Bread Alert: Maple Oatmeal Sandwich Bread

I'm so late. I know. Blogging is so hard.

This bread is long gone. Two delicious loaves they were. Too delicious, perhaps.

The recipe is interesting because the first rising occurs before you knead the dough. Not sure why, but I'm not complaining! Thank you, Bernard!
  • 2 1/2 cups boiling water
  • 1 cup quick or regular rolled oats
  • 1 package dry yeast
  • 3/4 cup maple syrup (the real stuff)
  • 2 tsp salt
  • 1 tbsp vegetable oil
  • 5 cups bread flour, approximately
In a large bowl, pour the boiling water over the oatmeal and let sit for 1 hour. (I found this a great excuse to make oatmeal for breakfast.)

Sprinkle the yeast over the cooled oatmeal and stir. Add maple syrup, salt, and oil. Stir in 3 cups of flour. The dough will have the consistency of a heavy batter. Cover with plastic and set aside to rise for one hour.

Oil two medium loaf pans.

Add additional flour 1/2 cup at a time until the dough can be lifted out onto a floured surface for kneading. Knead for 10 minutes, adding flour as necessary to control the stickiness, until smooth and elastic.

Divide the dough in half, shape into mini loaves and push into the oiled loaf pans. Cover with oiled parchment paper and let it rise until the dough reaches the edge of the pans, about another hour.

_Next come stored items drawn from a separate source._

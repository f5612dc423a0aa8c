// ============================================================================
// src/executor/sort.rs - ORDER BY stage
// ============================================================================
//
// - entries without the sort key are dropped before sorting
// - asc/desc use a stable sort, equal keys keep their relative order
// - rand is a uniform shuffle (Fisher-Yates via rand::SliceRandom)
//
// ============================================================================

use crate::core::Record;
use crate::evaluator::comparison::sort_cmp;
use crate::planner::{Order, OrderBy};
use rand::seq::SliceRandom;

pub fn apply_order(entries: Vec<Record>, order_by: &OrderBy) -> Vec<Record> {
    let key = order_by.key.as_str();
    let mut entries: Vec<Record> = entries.into_iter().filter(|e| e.contains(key)).collect();

    match order_by.order {
        Order::Asc => entries.sort_by(|a, b| compare_by_key(a, b, key)),
        Order::Desc => entries.sort_by(|a, b| compare_by_key(b, a, key)),
        Order::Random => entries.shuffle(&mut rand::thread_rng()),
    }

    entries
}

fn compare_by_key(a: &Record, b: &Record, key: &str) -> std::cmp::Ordering {
    match (a.get(key), b.get(key)) {
        (Some(left), Some(right)) => sort_cmp(left, right),
        // Unreachable after the filter above, keep the sort total anyway
        (Some(_), None) => std::cmp::Ordering::Less,
        (None, Some(_)) => std::cmp::Ordering::Greater,
        (None, None) => std::cmp::Ordering::Equal,
    }
}
use serde::Deserialize;

/// Database configuration
///
/// Builder-style, like the connection settings of a client driver:
///
/// ```
/// use rustjsondb::DbConfig;
///
/// let config = DbConfig::new().debug(true).case_sensitive(true);
/// assert!(config.debug);
/// ```
#[derive(Debug, Clone, PartialEq, Eq, Deserialize)]
#[serde(default, rename_all = "camelCase")]
pub struct DbConfig {
    /// Emit DEBUG events with timing and parameters for every operation
    pub debug: bool,

    /// Compare strings exactly for `=` / `!=` instead of ignoring case
    pub case_sensitive: bool,

    /// File extension of table blobs, without the dot
    pub extension: String,
}

impl DbConfig {
    pub fn new() -> Self {
        Self::default()
    }

    pub fn debug(mut self, debug: bool) -> Self {
        self.debug = debug;
        self
    }

    pub fn case_sensitive(mut self, case_sensitive: bool) -> Self {
        self.case_sensitive = case_sensitive;
        self
    }

    pub fn extension(mut self, extension: &str) -> Self {
        self.extension = extension.trim_start_matches('.').to_string();
        self
    }

    /// Parse a JSON settings document, e.g. `{"debug": true, "caseSensitive": false}`.
    pub fn from_json(json: &str) -> serde_json::Result<Self> {
        serde_json::from_str(json)
    }
}

impl Default for DbConfig {
    fn default() -> Self {
        Self {
            debug: false,
            case_sensitive: false,
            extension: "json".to_string(),
        }
    }
}
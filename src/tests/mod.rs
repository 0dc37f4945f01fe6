mod support;
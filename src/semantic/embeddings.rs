//! Text encoders for complaint narratives.
//!
//! [`TextEncoder`] is the seam between ranking and the model that produces
//! vectors. [`EmbeddingModel`] implements it on top of fastembed:
//! - Model loading with a configurable cache directory
//! - Dimension probing at construction time
//! - Batch embedding generation

use fastembed::{InitOptions, TextEmbedding};
use std::path::PathBuf;
use std::sync::Mutex;

/// A fixed-length embedding vector.
pub type Embedding = Vec<f32>;

/// Error type for embedding operations
#[derive(Debug, thiserror::Error)]
pub enum EmbeddingError {
    #[error("Model initialization failed: {0}")]
    InitFailed(String),

    #[error("Embedding generation failed: {0}")]
    EmbeddingFailed(String),

    #[error("Invalid model name: {0}")]
    InvalidModel(String),
}

/// Deterministic text → vector mapping.
///
/// Implementations hold whatever model state they need, loaded once at
/// construction. Encoding the same text twice must produce the same vector,
/// and every vector has length [`TextEncoder::dimensions`].
pub trait TextEncoder: Send + Sync {
    /// Identifier of the underlying model.
    fn name(&self) -> &str;

    fn dimensions(&self) -> usize;

    /// Encode `texts` in one batch. The output has one vector per input, in
    /// input order. Empty strings are valid input.
    fn encode_many(&self, texts: &[String]) -> Result<Vec<Embedding>, EmbeddingError>;

    fn encode_one(&self, text: &str) -> Result<Embedding, EmbeddingError> {
        self.encode_many(&[text.to_string()])?
            .into_iter()
            .next()
            .ok_or_else(|| EmbeddingError::EmbeddingFailed("No embedding returned".to_string()))
    }
}

/// Wrapper around fastembed's TextEmbedding model.
/// Uses a Mutex because fastembed's embed() requires &mut self.
pub struct EmbeddingModel {
    model: Mutex<TextEmbedding>,
    model_name: String,
    dimensions: usize,
    batch_size: Option<usize>,
}

impl EmbeddingModel {
    /// Load the embedding model with the given name.
    ///
    /// The model is downloaded on first use if not cached.
    /// Models are cached in the `models/` subdirectory of `cache_dir`.
    ///
    /// # Arguments
    /// * `model_name` - Name of the model (e.g., "all-MiniLM-L6-v2")
    /// * `cache_dir` - Directory to cache downloaded models
    /// * `batch_size` - Batch size fastembed uses internally (its default if None)
    pub fn new(
        model_name: &str,
        cache_dir: PathBuf,
        batch_size: Option<usize>,
    ) -> Result<Self, EmbeddingError> {
        let model_enum = Self::parse_model_name(model_name)?;

        let models_dir = cache_dir.join("models");
        std::fs::create_dir_all(&models_dir).map_err(|e| {
            EmbeddingError::InitFailed(format!("Failed to create models directory: {}", e))
        })?;

        let options = InitOptions::new(model_enum)
            .with_cache_dir(models_dir)
            .with_show_download_progress(true);

        let mut model = TextEmbedding::try_new(options)
            .map_err(|e| EmbeddingError::InitFailed(e.to_string()))?;

        let dimensions = Self::probe_dimensions(&mut model)?;
        log::info!("Loaded embedding model '{}' ({} dimensions)", model_name, dimensions);

        Ok(Self {
            model: Mutex::new(model),
            model_name: model_name.to_string(),
            dimensions,
            batch_size,
        })
    }

    /// Parse model name string to fastembed enum.
    fn parse_model_name(
        name: &str,
    ) -> Result<fastembed::EmbeddingModel, EmbeddingError> {
        match name.to_lowercase().as_str() {
            "all-minilm-l6-v2" | "allminiml6v2" => {
                Ok(fastembed::EmbeddingModel::AllMiniLML6V2)
            }
            "all-minilm-l6-v2-q" | "allminiml6v2q" => {
                Ok(fastembed::EmbeddingModel::AllMiniLML6V2Q)
            }
            "all-minilm-l12-v2" | "allminiml12v2" => {
                Ok(fastembed::EmbeddingModel::AllMiniLML12V2)
            }
            "bge-small-en-v1.5" | "bgesmallenv15" => {
                Ok(fastembed::EmbeddingModel::BGESmallENV15)
            }
            "bge-base-en-v1.5" | "bgebaseenv15" => {
                Ok(fastembed::EmbeddingModel::BGEBaseENV15)
            }
            "bge-large-en-v1.5" | "bgelargeenv15" => {
                Ok(fastembed::EmbeddingModel::BGELargeENV15)
            }
            _ => Err(EmbeddingError::InvalidModel(format!(
                "Unknown model: {}. Supported models: all-MiniLM-L6-v2, all-MiniLM-L12-v2, bge-small-en-v1.5, bge-base-en-v1.5, bge-large-en-v1.5",
                name
            ))),
        }
    }

    /// Probe the model to determine embedding dimensions.
    fn probe_dimensions(model: &mut TextEmbedding) -> Result<usize, EmbeddingError> {
        let test_embeddings = model
            .embed(vec!["test"], None)
            .map_err(|e| EmbeddingError::InitFailed(format!("Failed to probe dimensions: {}", e)))?;

        test_embeddings
            .first()
            .map(|v| v.len())
            .ok_or_else(|| EmbeddingError::InitFailed("Model returned no embedding".to_string()))
    }
}

impl TextEncoder for EmbeddingModel {
    fn name(&self) -> &str {
        &self.model_name
    }

    fn dimensions(&self) -> usize {
        self.dimensions
    }

    fn encode_many(&self, texts: &[String]) -> Result<Vec<Embedding>, EmbeddingError> {
        if texts.is_empty() {
            return Ok(vec![]);
        }

        let mut model = self.model.lock().map_err(|e| {
            EmbeddingError::EmbeddingFailed(format!("Failed to acquire model lock: {}", e))
        })?;

        let embeddings = model
            .embed(texts.to_vec(), self.batch_size)
            .map_err(|e| EmbeddingError::EmbeddingFailed(e.to_string()))?;

        if embeddings.len() != texts.len() {
            return Err(EmbeddingError::EmbeddingFailed(format!(
                "Model returned {} embeddings for {} texts",
                embeddings.len(),
                texts.len()
            )));
        }
        if let Some(bad) = embeddings.iter().find(|e| e.len() != self.dimensions) {
            return Err(EmbeddingError::EmbeddingFailed(format!(
                "Model returned a {}-dimensional embedding, expected {}",
                bad.len(),
                self.dimensions
            )));
        }

        Ok(embeddings)
    }
}

/// SHA256 of a model name. Vectors are only comparable when the model ids of
/// the encoders that produced them match.
pub fn model_id_hash(model_name: &str) -> [u8; 32] {
    use sha2::{Digest, Sha256};
    let mut hasher = Sha256::new();
    hasher.update(model_name.as_bytes());
    hasher.finalize().into()
}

20 minutes before baking, preheat the oven to 350. Bake until the crusts are nicely browned, 40-50 minutes.

Notes:
  • Delicious, delicious, delicious. Sweet, but not overpoweringly so, and perfect for sandwiches.
  • The dough is sticky!
  • This didn't rise nearly as much as I thought it would once in the bread pans. In fact, it didn't really get to the edge of my pans. Once in the oven, they ballooned and ripped apart their sides. Go figure.
  • Here's a lesson: never try to make bread on a tight schedule. I had tried to time this so that Mrs. Rouftop and I could have fresh sandwiches for lunch on a work day. Unfortunately, the rise was too slow, so it came out of the oven 30 minutes late. We tore into it as soon as it was out of the oven, whipped up a fast pair of sandwiches, and she was gone.
  • Another lesson: let the bread cool before eating! I know it's hard to resist a hot loaf, but this one actually tasted better after it cooled than before. Plus it was a huge mess to cut.
Photos:

The mix. Mmm, maple syrup!
After the rise -- a big mushy mass.
But after kneading, it looks like any other dough.
Two loaf pans ready to go in the oven. Note, they didn't rise as much as the recipe suggests!
Outta the oven, big and beauteous.
Turkey, avocado, tomato, mustard... and the crust came off on its own. That's the danger of not waiting until the loaf has cooled.

1 comment:

Darby said...

Hello! Just stumbled on your blog while searching for info on my newest obsession - bread baking in Seattle! I'll have to try that oatmeal maple bread - looks delish. Thanks for the recipe!